ABOUT RAMA KRISTANTO

257 45 15
                                    

Dua hari yang lalu

Di siang hari ketika jam istirahat tiba, Firman menghampiri Helsa di ruangannya. Entah ada angin apa pria itu begitu antusias untuk menemui rekan kerjanya tersebut. Ia berniat mengetuk pintu ketika gagangnya telah dibuka dari dalam dan Helsa tersentak kaget dengan kehadiran Firman yang tiba-tiba sudah berada di depan pintu ruang kerjanya.

"Lho, Fir. Sejak kapan Kamu di situ?"

"Baru saja."

"Apa ada hal penting yang ingin Kamu sampaikan?" tanya Helsa.

"Ada. Aku harap setelah kita makan siang, Kamu meluangkan sedikit waktu untuk bicara," ajaknya tanpa basa basi.

"Ok."

Helsa menyetujui permintaan Firman. Ia berpikir cepat atau lambat masalah yang selama ini masih memenuhi benaknya segera terjawab dan cepat tuntas segala permasalahannya. Mereka kini sedang berada di tempat makan sebelah klinik untuk makan siang bersama. Setelah menikmati hidangan masing-masing mereka memutuskan untuk berjalan di area taman klinik. Kini keduanya duduk di sebuah bangku kosong yang memang tersedia di area taman tersebut.

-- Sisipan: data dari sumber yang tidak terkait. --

use crate::identity::Identity;
use crate::models::{Dataset, default_volume};
use crate::store::{RecordStore, StoreError};
use thiserror::Error;

#[derive(Debug, Clone, Copy, PartialEq, Eq)]
pub enum Phase {
    Viewing,
    ConfirmOverwrite,
    Editing,
}

impl Phase {
    pub fn as_str(self) -> &'static str {
        match self {
            Phase::Viewing => "viewing",
            Phase::ConfirmOverwrite => "confirm_overwrite",
            Phase::Editing => "editing",
        }
    }
}

/// What an edit request resolved to. `NeedsIdentity` means the caller has to
/// run the capture dialog and come back; the session itself does not move.
#[derive(Debug, Clone, Copy, PartialEq, Eq)]
pub enum EditOutcome {
    NeedsIdentity,
    ConfirmOverwrite,
    Editing,
}

#[derive(Debug, Error)]
pub enum SessionError {
    #[error("Please provide your email first.")]
    IdentityRequired,
    #[error("no field at index {index}")]
    UnknownField { index: usize },
    #[error("{event} is not available right now")]
    OutOfPhase { event: &'static str },
    #[error(transparent)]
    Store(#[from] StoreError),
}

/// Permissive-input policy for the edit grid: whatever does not parse as an
/// integer becomes 0. Every raw input value goes through here and nowhere
/// else; tightening this into a validation error would change saved data.
pub fn coerce_value(raw: &str) -> i64 {
    raw.trim().parse().unwrap_or(0)
}

/// The edit flow for the one editable chart.
///
/// `committed` is what the page shows outside of editing, `working` is the
/// draft behind the input grid, and `previous` is the committed series from
/// one save ago. `previous` exists only to gate the overwrite prompt.
#[derive(Debug)]
pub struct EditSession {
    phase: Phase,
    committed: Dataset,
    working: Dataset,
    previous: Option<Dataset>,
}

impl Default for EditSession {
    fn default() -> Self {
        Self::new(default_volume())
    }
}

impl EditSession {
    pub fn new(dataset: Dataset) -> Self {
        Self {
            phase: Phase::Viewing,
            working: dataset.clone(),
            committed: dataset,
            previous: None,
        }
    }

    pub fn phase(&self) -> Phase {
        self.phase
    }

    pub fn committed(&self) -> &Dataset {
        &self.committed
    }

    pub fn working(&self) -> &Dataset {
        &self.working
    }

    pub fn previous(&self) -> Option<&Dataset> {
        self.previous.as_ref()
    }

    /// The series the page should render right now.
    pub fn display(&self) -> &Dataset {
        match self.phase {
            Phase::Editing => &self.working,
            _ => &self.committed,
        }
    }

    /// A record loaded for a freshly captured identity replaces the default
    /// series entirely. `previous` is armed too: a persisted record already
    /// exists, so the next edit request must go through the overwrite prompt.
    pub fn adopt_loaded(&mut self, dataset: Dataset) {
        self.previous = Some(dataset.clone());
        self.working = dataset.clone();
        self.committed = dataset;
    }

    pub fn request_edit(
        &mut self,
        identity: Option<&Identity>,
    ) -> Result<EditOutcome, SessionError> {
        if identity.is_none() {
            return Ok(EditOutcome::NeedsIdentity);
        }
        if self.phase != Phase::Viewing {
            return Err(SessionError::OutOfPhase { event: "edit" });
        }

        if self.previous.is_some() {
            self.phase = Phase::ConfirmOverwrite;
            Ok(EditOutcome::ConfirmOverwrite)
        } else {
            self.working = self.committed.clone();
            self.phase = Phase::Editing;
            Ok(EditOutcome::Editing)
        }
    }

    pub fn confirm_overwrite(&mut self) -> Result<(), SessionError> {
        if self.phase != Phase::ConfirmOverwrite {
            return Err(SessionError::OutOfPhase { event: "confirm" });
        }
        self.working = self.committed.clone();
        self.phase = Phase::Editing;
        Ok(())
    }

    /// Leaves the overwrite prompt or the edit grid without touching
    /// committed data. The draft is reset so a later edit starts clean.
    pub fn cancel(&mut self) -> Result<(), SessionError> {
        match self.phase {
            Phase::ConfirmOverwrite | Phase::Editing => {
                self.working = self.committed.clone();
                self.phase = Phase::Viewing;
                Ok(())
            }
            Phase::Viewing => Err(SessionError::OutOfPhase { event: "cancel" }),
        }
    }

    /// Updates a single draft value from raw input. Labels and every other
    /// index stay untouched.
    pub fn edit_field(&mut self, index: usize, raw: &str) -> Result<(), SessionError> {
        if self.phase != Phase::Editing {
            return Err(SessionError::OutOfPhase { event: "edit" });
        }
        let point = self
            .working
            .get_mut(index)
            .ok_or(SessionError::UnknownField { index })?;
        point.value = coerce_value(raw);
        Ok(())
    }

    /// Persists the draft. On success the old committed series becomes
    /// `previous` and the draft becomes committed. On a store failure nothing
    /// changes and the caller stays in the grid with the draft intact.
    pub async fn save(
        &mut self,
        identity: Option<&Identity>,
        store: &dyn RecordStore,
    ) -> Result<(), SessionError> {
        if self.phase != Phase::Editing {
            return Err(SessionError::OutOfPhase { event: "save" });
        }
        let identity = identity.ok_or(SessionError::IdentityRequired)?;

        store.upsert(identity, &self.working).await?;

        self.previous = Some(std::mem::replace(
            &mut self.committed,
            self.working.clone(),
        ));
        self.phase = Phase::Viewing;
        Ok(())
    }
}

#[cfg(test)]
mod tests {
    use super::*;
    use crate::models::DataPoint;
    use async_trait::async_trait;
    use std::collections::BTreeMap;
    use std::sync::Mutex;
    use std::sync::atomic::{AtomicUsize, Ordering};

    #[derive(Default)]
    struct MemoryStore {
        records: Mutex<BTreeMap<String, Dataset>>,
        fail_upserts: bool,
        upsert_calls: AtomicUsize,
    }

    impl MemoryStore {
        fn failing() -> Self {
            Self {
                fail_upserts: true,
                ..Self::default()
            }
        }
    }

    #[async_trait]
    impl RecordStore for MemoryStore {
        async fn query(&self, identity: &Identity) -> Result<Option<crate::models::UserRecord>, StoreError> {
            let records = self.records.lock().unwrap();
            Ok(records.get(identity.as_str()).map(|dataset| crate::models::UserRecord {
                email: identity.as_str().to_string(),
                dataset: dataset.clone(),
            }))
        }

        async fn upsert(&self, identity: &Identity, dataset: &Dataset) -> Result<(), StoreError> {
            self.upsert_calls.fetch_add(1, Ordering::SeqCst);
            if self.fail_upserts {
                return Err(StoreError::UpsertFailed("store offline".to_string()));
            }
            let mut records = self.records.lock().unwrap();
            records.insert(identity.as_str().to_string(), dataset.clone());
            Ok(())
        }
    }

    fn identity() -> Identity {
        Identity::parse("user@example.com").unwrap()
    }

    fn two_days() -> Dataset {
        vec![
            DataPoint {
                label: "Mon".to_string(),
                value: 245,
            },
            DataPoint {
                label: "Tue".to_string(),
                value: 312,
            },
        ]
    }

    #[test]
    fn coerce_value_parses_integers_and_zeroes_the_rest() {
        assert_eq!(coerce_value("42"), 42);
        assert_eq!(coerce_value("-3"), -3);
        assert_eq!(coerce_value(" 7 "), 7);
        assert_eq!(coerce_value("abc"), 0);
        assert_eq!(coerce_value("3.5"), 0);
        assert_eq!(coerce_value(""), 0);
    }

    #[test]
    fn edit_request_without_identity_does_not_move() {
        let mut session = EditSession::default();
        let outcome = session.request_edit(None).unwrap();
        assert_eq!(outcome, EditOutcome::NeedsIdentity);
        assert_eq!(session.phase(), Phase::Viewing);
    }

    #[test]
    fn entering_the_grid_copies_committed_into_the_draft() {
        let mut session = EditSession::new(two_days());
        let id = identity();

        let outcome = session.request_edit(Some(&id)).unwrap();
        assert_eq!(outcome, EditOutcome::Editing);
        assert_eq!(session.working(), session.committed());

        session.edit_field(0, "999").unwrap();
        assert_eq!(session.working()[0].value, 999);
        assert_eq!(session.committed()[0].value, 245);
    }

    #[test]
    fn overwrite_prompt_appears_iff_a_previous_snapshot_exists() {
        let mut session = EditSession::new(two_days());
        let id = identity();

        assert_eq!(
            session.request_edit(Some(&id)).unwrap(),
            EditOutcome::Editing
        );
        session.cancel().unwrap();

        session.adopt_loaded(two_days());
        assert_eq!(
            session.request_edit(Some(&id)).unwrap(),
            EditOutcome::ConfirmOverwrite
        );
        assert_eq!(session.phase(), Phase::ConfirmOverwrite);
    }

    #[test]
    fn edit_field_updates_only_the_targeted_index() {
        let mut session = EditSession::new(two_days());
        let id = identity();
        session.request_edit(Some(&id)).unwrap();

        session.edit_field(0, "300").unwrap();
        assert_eq!(session.working()[0].value, 300);
        assert_eq!(session.working()[1].value, 312);

        session.edit_field(1, "abc").unwrap();
        assert_eq!(session.working()[0].value, 300);
        assert_eq!(session.working()[1].value, 0);
    }

    #[test]
    fn edit_field_rejects_unknown_indexes() {
        let mut session = EditSession::new(two_days());
        let id = identity();
        session.request_edit(Some(&id)).unwrap();

        let err = session.edit_field(7, "1").unwrap_err();
        assert!(matches!(err, SessionError::UnknownField { index: 7 }));
        assert_eq!(session.working(), &two_days());
    }

    #[test]
    fn cancel_discards_the_draft() {
        let mut session = EditSession::new(two_days());
        let id = identity();
        session.request_edit(Some(&id)).unwrap();
        session.edit_field(0, "300").unwrap();

        session.cancel().unwrap();
        assert_eq!(session.phase(), Phase::Viewing);
        assert_eq!(session.display(), &two_days());
        assert!(session.previous().is_none());
    }

    #[tokio::test]
    async fn save_promotes_the_draft_and_keeps_one_snapshot() {
        let store = MemoryStore::default();
        let mut session = EditSession::new(two_days());
        let id = identity();

        session.request_edit(Some(&id)).unwrap();
        session.edit_field(0, "300").unwrap();
        session.save(Some(&id), &store).await.unwrap();

        assert_eq!(session.phase(), Phase::Viewing);
        assert_eq!(session.committed()[0].value, 300);
        assert_eq!(session.committed()[1].value, 312);
        let previous = session.previous().expect("snapshot missing");
        assert_eq!(previous[0].value, 245);
        assert_eq!(previous[1].value, 312);

        let stored = store.query(&id).await.unwrap().expect("record missing");
        assert_eq!(stored.dataset[0].value, 300);
    }

    #[tokio::test]
    async fn failed_save_changes_nothing_and_stays_in_the_grid() {
        let store = MemoryStore::failing();
        let mut session = EditSession::new(two_days());
        let id = identity();

        session.request_edit(Some(&id)).unwrap();
        session.edit_field(0, "300").unwrap();

        let err = session.save(Some(&id), &store).await.unwrap_err();
        assert!(matches!(err, SessionError::Store(_)));
        assert_eq!(session.phase(), Phase::Editing);
        assert_eq!(session.working()[0].value, 300);
        assert_eq!(session.committed()[0].value, 245);
        assert!(session.previous().is_none());
    }

    #[tokio::test]
    async fn save_without_identity_fails_closed() {
        let store = MemoryStore::default();
        let mut session = EditSession::new(two_days());
        let id = identity();

        session.request_edit(Some(&id)).unwrap();
        let err = session.save(None, &store).await.unwrap_err();

        assert!(matches!(err, SessionError::IdentityRequired));
        assert_eq!(store.upsert_calls.load(Ordering::SeqCst), 0);
        assert_eq!(session.phase(), Phase::Editing);
    }

    #[test]
    fn adopting_a_loaded_record_arms_the_prompt() {
        let mut session = EditSession::default();
        let id = identity();

        let mut loaded = two_days();
        loaded[0].value = 500;
        session.adopt_loaded(loaded.clone());

        assert_eq!(session.committed(), &loaded);
        assert_eq!(session.previous(), Some(&loaded));
        assert_eq!(
            session.request_edit(Some(&id)).unwrap(),
            EditOutcome::ConfirmOverwrite
        );
    }

    #[tokio::test]
    async fn second_save_tracks_one_snapshot_only() {
        // previous tracks one save ago, not the first-ever series
        let store = MemoryStore::default();
        let mut session = EditSession::new(two_days());
        let id = identity();

        session.request_edit(Some(&id)).unwrap();
        session.edit_field(0, "300").unwrap();
        session.save(Some(&id), &store).await.unwrap();

        session.request_edit(Some(&id)).unwrap();
        session.confirm_overwrite().unwrap();
        session.edit_field(0, "400").unwrap();
        session.save(Some(&id), &store).await.unwrap();

        assert_eq!(session.previous().unwrap()[0].value, 300);
        assert_eq!(session.committed()[0].value, 400);
    }

    #[test]
    fn out_of_phase_events_are_rejected() {
        let mut session = EditSession::new(two_days());
        assert!(matches!(
            session.confirm_overwrite().unwrap_err(),
            SessionError::OutOfPhase { .. }
        ));
        assert!(matches!(
            session.cancel().unwrap_err(),
            SessionError::OutOfPhase { .. }
        ));
        assert!(matches!(
            session.edit_field(0, "1").unwrap_err(),
            SessionError::OutOfPhase { .. }
        ));
    }
}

"Ada hal penting apa sehingga Kamu mengajakku bicara seserius ini?" tanya Helsa membuka obrolan.

"Bolehkah jika seandainya aku meminta hasil catatan medis Sekar Arum selama lima tahun ke belakang?"

Helsa mengerutkan dahi. Ia sedikit bertanya dalam benaknya untuk apa rekan kerjanya itu meminta catatan medis dari seorang gadis bernama Sekar Arum. Ia teringat bahwa memang pernah menyarankan agar Firman menemui kakaknya untuk menjelaskan semua kronologi yang dialami oleh gadis bernama Sekar Arum yang pernah ditolong oleh Arfi

"Untuk apa Kamu meminta hasil rekam medis Rani?"

"Bukankah kakakmu bilang bahwa Arum pernah mengalami gangguan mental. Sebenarnya aku tidak yakin dengan apa yang dikatakan oleh kakakmu. Bisa saja kalian bersekongkol untuk menjatuhkan nama Arum agar aku mundur dan tidak mengusik ketentraman gadis itu," tudingnya sarkastik.

"Tunggu! Apa maksudmu berkata seperti itu? Atas dasar apa Kamu berpikir buruk tentang aku dan kak Arfi?"  protes Helsa agak tersinggung dengan ucapan Firman.

"Bagaimana mungkin gadis seperti Arum mengalami depresi? Tentu saja aku tidak bisa percaya begitu saja dengan ucapan dari kakakmu. Aku mengenal dengan baik siapa Arum. Dia memang gadis yang agak pendiam tapi bukan seorang introvert sepenuhnya. Jadi tolong Kamu jelaskan bagaimana keadaan Arum selama lima tahun ke belakang sebelum aku tahu dimana keberadaannya hingga dia pura-pura tidak mengenaliku saat kami kembali bertemu," tuntutnya.

"Kapan kalian bertemu? Setahuku Rani jarang menemui orang lain di luar aktivitasnya?"

"Bukan hal penting untuk Kamu tahu soal pertemuan kami, Els. Yang jelas pertemuan kami tidak disengaja dan tanpa diduga," tukasnya menyela.

"Lalu apa tujuanmu meminta hasil rekam medis milik Rani? Bukankah ... "

Firman menyela ucapan Helsa sebelum menyelesaikan perkataannya.

"Agar aku tahu keadaan Arum yang sebenarnya. Dan apa yang diucapkan kakakmu adalah kebenaran. Karena aku tidak bisa mempercayai ucapan kakakmu begitu saja tanpa ada bukti. Bisa saja dia berbohong dan Kamu ... "

"Cukup!" sanggah Helsa.

"Aku ini seorang dokter dan sebelum menyandang profesi ini, dulu aku pun telah disumpah untuk mengemban tugas sebagai tenaga medis menyelamatkan orang lain. Bagaimana mungkin aku melawan aturan itu dengan memberikan informasi palsu tentang kondisi seorang pasien. Apa Kamu lupa bahwa kita ini berprofesi sama. Dan kita pun punya kode etik yang sama pula, bahwa riwayat rekam medis pasien adalah sebuah rahasia yang tidak boleh dibeberkan begitu saja pada sembarang orang kecuali pihak keluarga dan pasien itu sendiri," tekan Helsa karena tidak terima dengan tuduhan Firman.